V  Third Party Pooled Trust - Maine Trust for People with Disabilities

    There is one third party pooled trust in Maine, the Maine Trust for People with Disabilities.  Similar to the First Party Pooled Trust, funds are pooled for investment purposes but each beneficiary's sub account is tracked and recorded separately.  As with other third party trusts, however, after the death of the beneficiary, there is no pay back to the State. Instead, the remaining assets may pass to the remainder beneficiaries named in the Joinder Agreement when the sub account is established.  Information about this trust can be found at its web site:  www.themainetrust.com. 

    An account in the Maine Trust for People with Disabilities ("MTPD") must be created and funded with the assets of a person other than the disabled beneficiary.  The disabled beneficiary's own assets cannot be the funding source.  Because the disabled beneficiary cannot revoke the trust or direct the use of the trust for his support, the beneficiary's accounts assets will not affect MaineCare or SSI eligibility.  

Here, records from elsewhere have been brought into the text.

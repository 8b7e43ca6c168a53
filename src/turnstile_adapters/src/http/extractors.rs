use axum::{extract::FromRequestParts, http::request::Parts};
use axum_extra::extract::CookieJar;
use turnstile_application::SessionError;
use turnstile_core::{UserAccount, UserStore};

use super::{error::ApiError, state::AppState};
use crate::{
    auth::{extract_bearer_token, extract_token},
    config::constants::ACCESS_TOKEN_COOKIE_NAME,
};

/// The user behind a valid access token, read from the `accessToken` cookie
/// or an `Authorization: Bearer` header.
pub struct AuthenticatedUser(pub UserAccount);

impl<U> FromRequestParts<AppState<U>> for AuthenticatedUser
where
    U: UserStore + Clone + 'static,
{
    type Rejection = ApiError;

    async fn from_request_parts(
        parts: &mut Parts,
        state: &AppState<U>,
    ) -> Result<Self, Self::Rejection> {
        let jar = CookieJar::from_headers(&parts.headers);
        let token = extract_token(&jar, ACCESS_TOKEN_COOKIE_NAME)
            .or_else(|| extract_bearer_token(&parts.headers))
            .map(str::to_owned);

        match state.sessions.authorize(token.as_deref()).await {
            Ok(user) => Ok(Self(user)),
            Err(SessionError::Unauthorized) => {
                Err(ApiError::Unauthorized("Unauthorized request".to_owned()))
            }
            Err(
                SessionError::InvalidToken | SessionError::Expired | SessionError::UserNotFound,
            ) => Err(ApiError::Unauthorized("Invalid access token".to_owned())),
            Err(e) => Err(e.into()),
        }
    }
}
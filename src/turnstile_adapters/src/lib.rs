pub mod auth;
pub mod config;
pub mod hashing;
pub mod http;
pub mod persistence;
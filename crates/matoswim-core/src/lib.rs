//! Water temperature monitoring for Praia de Matosinhos.
//!
//! This crate implements the retrieve → parse → dedupe → persist → notify
//! pipeline behind the monitor:
//!
//! - **Fetching**: download the beach webcam page ([`Fetcher`], [`HttpFetcher`])
//! - **Extraction**: find the sea temperature in the markup ([`extract_temperature`])
//! - **Change tracking**: keep the latest reading and an in-memory log ([`ReadingTracker`])
//! - **Persistence**: remember the last reading and the settings ([`Preferences`])
//! - **Alerts**: debounced, rate-limited threshold notifications ([`NotificationScheduler`])
//! - **Scheduling**: interval polling, refresh and background wakes ([`PollScheduler`])
//!
//! # Pipeline
//!
//! | Stage | Type | On failure |
//! |-------|------|------------|
//! | fetch | [`Fetcher`] | cycle skipped |
//! | extract | [`extract_temperature`] | cycle skipped |
//! | submit | [`ReadingTracker::submit`] | n/a |
//! | persist | [`KeyValueStore`] | logged |
//! | notify | [`Notifier`] | logged, retried on the next qualifying reading |
//!
//! # Quick Start
//!
//! ```no_run
//! use std::sync::Arc;
//! use matoswim_core::{
//!     FetchOptions, HttpFetcher, LogNotifier, MemoryStore, Monitor, Preferences, SeedData,
//! };
//!
//! #[tokio::main]
//! async fn main() -> Result<(), Box<dyn std::error::Error>> {
//!     let seed = SeedData::bundled()?;
//!     let monitor = Monitor::new(
//!         Preferences::new(MemoryStore::new()),
//!         Some(&seed),
//!         Arc::new(HttpFetcher::new(&FetchOptions::default())?),
//!         Arc::new(LogNotifier),
//!         Default::default(),
//!     );
//!     monitor.start().await;
//!
//!     tokio::signal::ctrl_c().await?;
//!     monitor.shutdown().await;
//!     Ok(())
//! }
//! ```

pub mod error;
pub mod extract;
pub mod fetch;
pub mod mock;
pub mod monitor;
pub mod notify;
pub mod poll;
pub mod preferences;
#[cfg(feature = "render")]
pub mod render;
pub mod seed;
pub mod tracker;
pub mod wake;

pub use error::{
    ExtractionError, FetchError, NotificationDeliveryError, PersistenceError, SeedError,
    WakeError,
};
pub use extract::{SEA_TEMPERATURE_LABEL, extract_temperature};
pub use fetch::{FetchOptions, Fetcher, HttpFetcher, SOURCE_URL};
pub use mock::{MockFetcher, RecordingNotifier, RecordingWakeRegistrar, page_with_temperature};
pub use monitor::{Monitor, MonitorOptions};
pub use notify::{
    Due, Evaluation, LogNotifier, NotificationDispatcher, NotificationScheduler,
    NotificationState, Notifier, SuppressReason,
};
pub use poll::{CycleOutcome, PollOptions, PollScheduler, PollStats, local_now};
pub use preferences::{DEFAULT_THRESHOLD, KeyValueStore, MemoryStore, Preferences, keys};
#[cfg(feature = "render")]
pub use render::RenderingFetcher;
pub use seed::SeedData;
pub use tracker::{ReadingTracker, SharedTracker, TrackerOptions};
pub use wake::{DEFAULT_WAKE_IDENTIFIER, WakeRegistrar, WakeRequest};

// Re-export from matoswim-types
pub use matoswim_types::{Alert, ChangeResult, NOT_AVAILABLE, Reading, ReadingSource, TrackerSnapshot};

    The Board of Advisors manages the daily operation of the trust.  The members of the board are appointed by the sponsoring nonprofit corporation.  Norway Savings Bank serves as the trustee and Old Port Pension Administrators provides bookkeeping and financial data administrative services.

    To enroll in the trust, a joinder agreement must be completed and there is a one-time enrollment fee of $500.  While a sub account is not funded, there is no annual fee. If a sub account is funded, but is inactive, there is a fixed fee of $250 a year.  After a sub account is funded  and active, there is a current annual fee of two percent of the value of the assets in the sub account, with a minimum annual fee of $500.  

    Only individuals who are residents of Maine and who have developmental disabilities may establish a sub account with this trust.